His best game score (a Basketball Reference measure created by John Hollinger to assess a player’s overall productivity metric regarding his impact on the game) of 14.1 came two nights later against Sacramento: a 13-point shooting display in which Carter missed just one attempt from the floor, amassing an 83% sum, including 75% from deep.

Then came his season-high — 17 points on a smoothly efficient 7-11 mark overall, and 42.9% beyond the arc.

And if you watched the fourth quarter of the madness in Philly, you know that the Suns don’t win without Carter’s rapid array of momentum-quelling 3-balls. The Bulldog knocked down three 3’s in three minutes, a successive slew of flurries that put his troupe up seven — a lead they would control through the final buzzer.

The Suns’ record when he’s supplanted 15 minutes since the All-Star break: 7-1. His cumulative plus/minus mark in those matchups: +28.

There is no greater metric to measure a player’s value to his team than winning, and Carter holds a special relationship with victorious endeavors.

It’s the quality he’s striven to become known for throughout the breadth of his playing career. He’s never been the strongest force on either end of the floor — never been the fastest, most nimble or dexterous.

But the size of his heart is immeasurable. Carter’s the first one to hit the floor for dispossessed loose balls. He’s ne’er too shy to sacrifice his body for a charge in lieu of an extra possession. And nearly any film tape one can scour up of his successful exports on the offensive end reveals a motor that seemingly never ceases, as he transitions into full-on 94-feet lockdown mode on his opponent.

They say it’s the little plays that make the big difference on any given night. Carter’s the quintessential epitome of that.
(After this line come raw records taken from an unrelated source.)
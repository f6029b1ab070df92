//! Rewritten-CSV persistence.
//!
//! The transformed table is written back as an auditable intermediate
//! artifact: every non-numeric field quoted, backslash as the escape
//! character, `case_id` first in the header row with the remaining columns in
//! source order.

use std::path::{Path, PathBuf};

use csv::{QuoteStyle, WriterBuilder};
use tracing::debug;

use casefill_ingest::CsvTable;
use casefill_model::{CasefillError, Result};

/// Input-role token swapped out of the source filename.
pub const QUESTION_TOKEN: &str = "question";

/// Output-role token swapped into the output filename.
pub const ANSWER_TOKEN: &str = "answer";

/// Derives the answer CSV path from the source path.
///
/// The filename swaps `question` for `answer`; when the source name carries
/// no such token, `-answers` is appended to the stem so the source file is
/// never overwritten. An explicit output directory overrides the source
/// directory.
pub fn answer_csv_path(source: &Path, output_dir: Option<&Path>) -> PathBuf {
    let name = source
        .file_name()
        .and_then(|n| n.to_str())
        .unwrap_or("answers.csv");
    let renamed = if name.contains(QUESTION_TOKEN) {
        name.replace(QUESTION_TOKEN, ANSWER_TOKEN)
    } else {
        let (stem, extension) = match name.rsplit_once('.') {
            Some((stem, extension)) => (stem, extension),
            None => (name, "csv"),
        };
        format!("{stem}-answers.{extension}")
    };
    let dir = output_dir
        .map(Path::to_path_buf)
        .or_else(|| source.parent().map(Path::to_path_buf))
        .unwrap_or_default();
    dir.join(renamed)
}

/// Derives the payload JSON path from the answer CSV path.
pub fn payload_json_path(answer_csv: &Path) -> PathBuf {
    answer_csv.with_extension("json")
}

/// Writes the transformed table to `path`.
///
/// The whole table is already in memory, so either the complete file is
/// written or the error surfaces before any row goes out.
///
/// # Errors
///
/// Returns a fatal error when the destination cannot be created or written.
pub fn write_answer_csv(table: &CsvTable, path: &Path) -> Result<()> {
    let order = column_order(table);
    let mut writer = WriterBuilder::new()
        .quote_style(QuoteStyle::NonNumeric)
        .double_quote(false)
        .escape(b'\\')
        .from_path(path)
        .map_err(|error| {
            CasefillError::Message(format!("create csv {}: {error}", path.display()))
        })?;
    writer
        .write_record(order.iter().map(|&idx| table.headers[idx].as_str()))
        .map_err(|error| CasefillError::Message(format!("write header: {error}")))?;
    for row in &table.rows {
        writer
            .write_record(order.iter().map(|&idx| row[idx].as_str()))
            .map_err(|error| CasefillError::Message(format!("write row: {error}")))?;
    }
    writer
        .flush()
        .map_err(|error| CasefillError::Message(format!("flush csv: {error}")))?;
    debug!(path = %path.display(), row_count = table.rows.len(), "answer csv written");
    Ok(())
}

/// Column order for output: `case_id` first, everything else in source
/// order.
fn column_order(table: &CsvTable) -> Vec<usize> {
    let mut order: Vec<usize> = (0..table.headers.len()).collect();
    if let Some(case_idx) = table.case_id_index() {
        order.retain(|&idx| idx != case_idx);
        order.insert(0, case_idx);
    }
    order
}

#[cfg(test)]
mod tests {
    use super::*;

    #[test]
    fn swaps_question_token() {
        let path = answer_csv_path(Path::new("/data/P0questionTestCase.csv"), None);
        assert_eq!(path, PathBuf::from("/data/P0answerTestCase.csv"));
    }

    #[test]
    fn appends_suffix_when_token_absent() {
        let path = answer_csv_path(Path::new("/data/cases.csv"), None);
        assert_eq!(path, PathBuf::from("/data/cases-answers.csv"));
    }

    #[test]
    fn honors_output_dir() {
        let path = answer_csv_path(Path::new("/data/question.csv"), Some(Path::new("/out")));
        assert_eq!(path, PathBuf::from("/out/answer.csv"));
    }

    #[test]
    fn json_path_swaps_extension() {
        assert_eq!(
            payload_json_path(Path::new("/out/answer.csv")),
            PathBuf::from("/out/answer.json")
        );
    }
}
And in this magnificent aggregation of Suns basketball during 2020-21, while Carter still provides the uncalculated intangibles, his contributions are so much more than modest.

Known purely as a defensive savant after earning a Second-Team All-America award and a haul of DPOY trophies at West Virginia, Suns Nation has witnessed his game transform into a well-rounded efficiency-assembly.

His playmaking, ball-security and offensive IQ have all noticeably escalated with CP3 in town. In fact, Carter’s assist/turnover ratio (4.2) is tops on the team. He has the third-highest assist rate behind the squad’s other two point guards, and his turnover percent (4.9) is top-3 league-wide amongst players with at least 40 games played.

He’s also shooting a noteworthy 54.3% from 2-point range, and 55.7% on effective field goals. His 3-point shooting remains a work in progress, but when it matters most, he’s long been dependable in the clutch.

The NBA landscape is fully aware of Jevon Carter’s ability to shut down opposing ball-handlers. His defensive stats mirror that. But this season, he’s showing that he’s an asset whenever he’s in the lineup — period.

So make room, basketball world: the Bulldog is barking his way right into the limelight of his career, and an undeniable role on what fans hope will be a championship team.